Kedua, film ini disusun menjadi 12 bab (plus prolog & epilog). Ini sebenarnya adalah pendekatan yang unik, seperti membaca episode dan bab kisah hidup Julie. Tapi pada awalnya, ini bikin filmnya terasa sangat "episodik" dan terputus. Contoh, ada satu bab dimana Julie tiba-tiba menjadi writer berbakat ketika menulis soal oral seks dan feminisme, tapi di bab berikutnya kita tidak melihat Julie melanjutkan kemampuannya itu. Atau, ada satu bab dimana Julie menonton Aksel, sang mantan kekasih, dituduh misoginis di siaran televisi, dan saya merasa subplot ini tidak berhubungan dengan bagian selanjutnya. Saya tahu semua bab pasti punya makna penting, tapi awalnya saya beneran ga paham apa relevansi setiap bab dengan keseluruhan kisahnya?
Ketiga, pada mulanya karakter Julie tampak sangat pasif di mata saya. Saya merasa film ini seperti hendak membicarakan "krisis", tapi penyampaiannya sangat subtle dan seolah nyaris tidak terasa seperti krisis. Baru di kali kedua nonton, dimana saya berusaha lebih peka "membacanya", saya mulai bisa melihat bagaimana krisis itu dibentuk: melalui pandangan kosong Renate Reinsve dan ekspresinya kala menerawang jauh. Kita diajak masuk ke isi pikiran Julie - ke kehampaan, kebingungan, kecemasan yang dia rasakan - hanya lewat ekspresi Renate Reinsve.

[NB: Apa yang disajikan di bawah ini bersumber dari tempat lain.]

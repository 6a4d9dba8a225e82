use heapless::Vec;

use crate::color::{BLACK, Rgb};

/// Optional buffer of pending pixel colors
///
/// CAPACITY is the largest strip the buffer can ever hold. Allocating sizes
/// the buffer to a pixel count within that capacity and fills it with black;
/// freeing drops it. Writes to a freed buffer or past its end are ignored.
#[derive(Debug, Default)]
pub struct PixelStore<const CAPACITY: usize> {
    pixels: Option<Vec<Rgb, CAPACITY>>,
}

impl<const CAPACITY: usize> PixelStore<CAPACITY> {
    pub const fn new() -> Self {
        Self { pixels: None }
    }

    /// Allocate a zeroed buffer of `count` pixels, discarding old contents
    ///
    /// Returns the number of pixels actually allocated, which is clamped to
    /// `CAPACITY`.
    pub fn allocate(&mut self, count: usize) -> usize {
        let count = count.min(CAPACITY);
        let mut pixels = Vec::new();
        // count <= CAPACITY, so this cannot fail
        let _ = pixels.resize(count, BLACK);
        self.pixels = Some(pixels);
        count
    }

    /// Drop the buffer
    pub fn free(&mut self) {
        self.pixels = None;
    }

    pub const fn is_allocated(&self) -> bool {
        self.pixels.is_some()
    }

    /// Number of pixels in the buffer, 0 if it is not allocated
    pub fn len(&self) -> usize {
        self.pixels.as_ref().map_or(0, |p| p.len())
    }

    pub fn is_empty(&self) -> bool {
        self.len() == 0
    }

    pub const fn capacity(&self) -> usize {
        CAPACITY
    }

    /// Write a color at `index`
    ///
    /// Returns `false` if the buffer is absent or the index is out of range.
    pub fn set(&mut self, index: usize, color: Rgb) -> bool {
        let Some(slot) = self.pixels.as_mut().and_then(|p| p.get_mut(index)) else {
            return false;
        };
        *slot = color;
        true
    }

    /// Write the same color to every pixel
    pub fn fill(&mut self, color: Rgb) {
        if let Some(pixels) = self.pixels.as_mut() {
            pixels.fill(color);
        }
    }

    pub fn get(&self, index: usize) -> Option<Rgb> {
        self.pixels.as_ref()?.get(index).copied()
    }

    /// Buffered pixels in index order; empty if the buffer is not allocated
    pub fn as_slice(&self) -> &[Rgb] {
        self.pixels.as_deref().unwrap_or(&[])
    }
}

Film ini bahkan dibuka dengan siluet tubuh Renate Reinsve dari samping, dengan pemandangan cantik kota Oslo di belakangnya. Awalnya, saya mengira ini hanyalah "kepentingan estetik" yang memanfaatkan tubuh Renate Reinsve yang emang oke punya dan bikin saya iri setengah mati (I mean, LOOK AT HER!!). Tapi rupanya, ini adalah cara Trier menyimbolkan film ini sendiri dalam satu shot: seorang perempuan muda di hadapan dunia membentang, yang sedang bertanya-tanya tentang apa yang seharusnya ia lakukan.
THE KEY TO UNDERSTAND
Setelah selesai menonton dan menemukan diri ini ga paham film ini bagusnya seperti apa, saya seperti berusaha menggali dan mencari satu kalimat kunci untuk membuka pemahaman saya tentang film ini. Saya tahu ini film bagus, tapi seperti.... something is missing dan saya ga tahu itu apa. Saya sih sudah tahu kalimat kunci dasarnya: coming of age story dari cewek akhir 20-an yang tengah mencari jati diri, yang proses pencarian ini menyakiti orang yang mencintai dia Tapiii... saya kesulitan menemukan benang merah keseluruhan makna filmnya. Misalnya, apa maksud adegan sureal Julie menjadi tua dan menyusui anak? Apa maksud monolog Aksel ketika Julie menemuinya di rumah sakit? Apakah film ini sekedar sebuah film drama romantis perempuan di antara dua pria dan membenarkan perselingkuhan yang dilakukannya?
Tapi akhirnya saya menemukan satu kata kunci spesifik yang membedakan The Worst Person dari sekedar coming of age story biasa.
Buat saya, kalimat kunci film ini adalah: potret seorang perempuan modern (di negara maju) dimana era kebebasan justru membuatnya lumpuh. Saya membayangkan bahwa The Worst Person in The World bisa menjadi wajah dari generasi kita, sebuah modern existential crisis bagi perempuan yang hidup di abad ke-21... (mungkin serupa novel Jane Austen pada masanya? Tapi saya rasa feminis akan marah besar dan menuduh film ini adalah bentuk mansplaining karena ditulis oleh dua lelaki hahaha. Anyway, tuduhan mansplaining sendiri sudah dibahas dalam satu scene di film ini sendiri).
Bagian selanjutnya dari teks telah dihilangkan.